━━ Data shown ━━

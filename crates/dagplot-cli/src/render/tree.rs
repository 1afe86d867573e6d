//! Indented text dump.
//!
//! One line per visit: `<tabs>name[child count]`. A node with several
//! parents has its subtree printed under the first parent reached; later
//! visits print a single `name[n] (shown above)` line and stop there.

use std::collections::HashSet;
use std::io::{self, Write};

use dagplot_core::{Forest, NodeId};

const SHOWN_ABOVE: &str = " (shown above)";

pub fn write_tree(forest: &Forest, out: &mut dyn Write) -> io::Result<()> {
    let mut printed: HashSet<NodeId> = HashSet::with_capacity(forest.len());

    for &root in forest.roots() {
        let mut stack: Vec<(NodeId, usize)> = vec![(root, 0)];
        while let Some((id, depth)) = stack.pop() {
            let node = forest.node(id);
            let first_visit = printed.insert(id);
            writeln!(
                out,
                "{}{}[{}]{}",
                "\t".repeat(depth),
                node.name(),
                node.children().len(),
                if first_visit { "" } else { SHOWN_ABOVE }
            )?;
            if first_visit {
                stack.extend(node.children().iter().rev().map(|&c| (c, depth + 1)));
            }
        }
    }
    Ok(())
}
//! JSON document of the positioned forest.

use std::io::{self, Write};

use dagplot_core::{Extent, Forest, count_nodes};
use serde::Serialize;

#[derive(Debug, Serialize)]
struct JsonForest<'a> {
    roots: Vec<&'a str>,
    nodes: Vec<JsonNode<'a>>,
    node_count: usize,
    unconsumed: usize,
    extent: Extent,
}

#[derive(Debug, Serialize)]
struct JsonNode<'a> {
    name: &'a str,
    x: Option<usize>,
    y: Option<usize>,
    ancestors: Vec<&'a str>,
    children: Vec<&'a str>,
}

impl<'a> JsonForest<'a> {
    fn new(forest: &'a Forest) -> Self {
        Self {
            roots: forest
                .roots()
                .iter()
                .map(|&id| forest.node(id).name())
                .collect(),
            nodes: forest
                .iter()
                .map(|(id, node)| JsonNode {
                    name: node.name(),
                    x: node.x(),
                    y: node.y(),
                    ancestors: forest.ancestor_names(id),
                    children: forest.child_names(id),
                })
                .collect(),
            node_count: count_nodes(forest),
            unconsumed: forest.unconsumed(),
            extent: forest.extent(),
        }
    }
}

/// Nodes are listed in creation order.
pub fn write_json(forest: &Forest, out: &mut dyn Write) -> io::Result<()> {
    serde_json::to_writer_pretty(&mut *out, &JsonForest::new(forest))?;
    writeln!(out)
}
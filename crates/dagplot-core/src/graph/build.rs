//! Forest construction from parsed dependencies.
//!
//! # Overview
//!
//! [`build`] turns an ordered dependency list into a [`Forest`]:
//!
//! 1. **Root detection**: one pass collects every downstream name. A name
//!    that never appears as a downstream is a root. Roots are created in
//!    first-encountered order.
//! 2. **Expansion**: depth-first from each root. An edge `P>C` is placed
//!    under the node named `P`. `C` is looked up in the identity map before a
//!    node is created, so diamonds converge on a single shared descendant.
//! 3. **Leaf termination**: a name with no outgoing edges is not expanded.
//! 4. **Self-reference guard**: `P>P` never spawns a child of itself.
//! 5. **Consumption accounting**: each dependency is marked consumed once,
//!    when it creates or links a node.
//!
//! ## Edge Direction
//!
//! An edge `A → B` means "A is upstream of B": `B` is a child of `A` and `A`
//! is an ancestor of `B`.
//!
//! ## Cycles
//!
//! Expansion tracks the names on the current path. Reaching one of them again
//! is a [`GraphError::Cycle`]. Components without any root are checked
//! afterwards with [`super::cycles`].

use std::collections::{HashMap, HashSet};

use tracing::{debug, instrument, trace, warn};

use super::cycles::{Adjacency, find_cycle_from};
use super::{Forest, NodeId};
use crate::error::GraphError;
use crate::parse::Dependency;

/// Expansion state of one node.
#[derive(Debug, Clone, Copy, PartialEq, Eq)]
enum Visit {
    Unvisited,
    OnPath,
    Done,
}

/// One frame of the explicit expansion stack.
#[derive(Debug)]
struct Frame {
    node: NodeId,
    /// Index into the node's outgoing dependency list.
    cursor: usize,
}

// ---------------------------------------------------------------------------
// Public API
// ---------------------------------------------------------------------------

/// Build a [`Forest`] from `dependencies`, marking each one consumed as it
/// is placed.
///
/// Empty input yields an empty forest.
///
/// # Errors
///
/// Returns [`GraphError::Cycle`] if the dependencies contain a cycle other
/// than a self-loop. Consumption markers are left untouched on error.
#[instrument(skip_all, fields(dependencies = dependencies.len()))]
pub fn build(dependencies: &mut [Dependency]) -> Result<Forest, GraphError> {
    let (forest, consumed) = Builder::new(dependencies).run()?;

    for (dep, used) in dependencies.iter_mut().zip(consumed) {
        dep.consumed = used;
    }

    Ok(forest)
}
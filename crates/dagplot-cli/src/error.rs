//! Failures owned by the binary, plus mapping of any error chain to an
//! [`ErrorCode`].

use std::io;
use std::path::PathBuf;

use dagplot_core::{ErrorCode, GraphError, ParseError};

#[derive(Debug, thiserror::Error)]
pub enum CliFailure {
    #[error("failed to read input {source_name}")]
    ReadInput {
        source_name: String,
        #[source]
        source: io::Error,
    },
    #[error("failed to write output {target}")]
    WriteOutput {
        target: String,
        #[source]
        source: io::Error,
    },
    #[error("failed to read config {}", .path.display())]
    ReadConfig {
        path: PathBuf,
        #[source]
        source: io::Error,
    },
    #[error("failed to parse config {}", .path.display())]
    ParseConfig {
        path: PathBuf,
        #[source]
        source: toml::de::Error,
    },
    /// Raised only under `--strict`.
    #[error("{count} dependency line(s) were never placed in the forest, first: {first}")]
    Orphaned { count: usize, first: String },
}

impl CliFailure {
    #[must_use]
    pub const fn code(&self) -> ErrorCode {
        match self {
            Self::ReadInput { .. } => ErrorCode::InputUnreadable,
            Self::WriteOutput { .. } => ErrorCode::OutputUnwritable,
            Self::ReadConfig { .. } | Self::ParseConfig { .. } => ErrorCode::ConfigParseError,
            Self::Orphaned { .. } => ErrorCode::OrphanedDependency,
        }
    }
}

/// Walk the error chain and return the first recognised code.
#[must_use]
pub fn error_code_for(err: &anyhow::Error) -> ErrorCode {
    for cause in err.chain() {
        if let Some(failure) = cause.downcast_ref::<CliFailure>() {
            return failure.code();
        }
        if let Some(core) = cause.downcast_ref::<dagplot_core::Error>() {
            return core.code();
        }
        if cause.is::<ParseError>() {
            return ErrorCode::MalformedLine;
        }
        if cause.is::<GraphError>() {
            return ErrorCode::CycleDetected;
        }
    }
    ErrorCode::InternalUnexpected
}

━━━

*Task requirements*:
Please retype the top of the data exactly, down to and including the line that holds "use std::collections::HashSet;", and nothing further.

*Solution to the problem*:
filename crates/dagplot-cli/src/render/tree.rs
repository 1afe86d867573e6d
//! Indented text dump.
//!
//! One line per visit: `<tabs>name[child count]`. A node with several
//! parents has its subtree printed under the first parent reached; later
//! visits print a single `name[n] (shown above)` line and stop there.

use std::collections::HashSet;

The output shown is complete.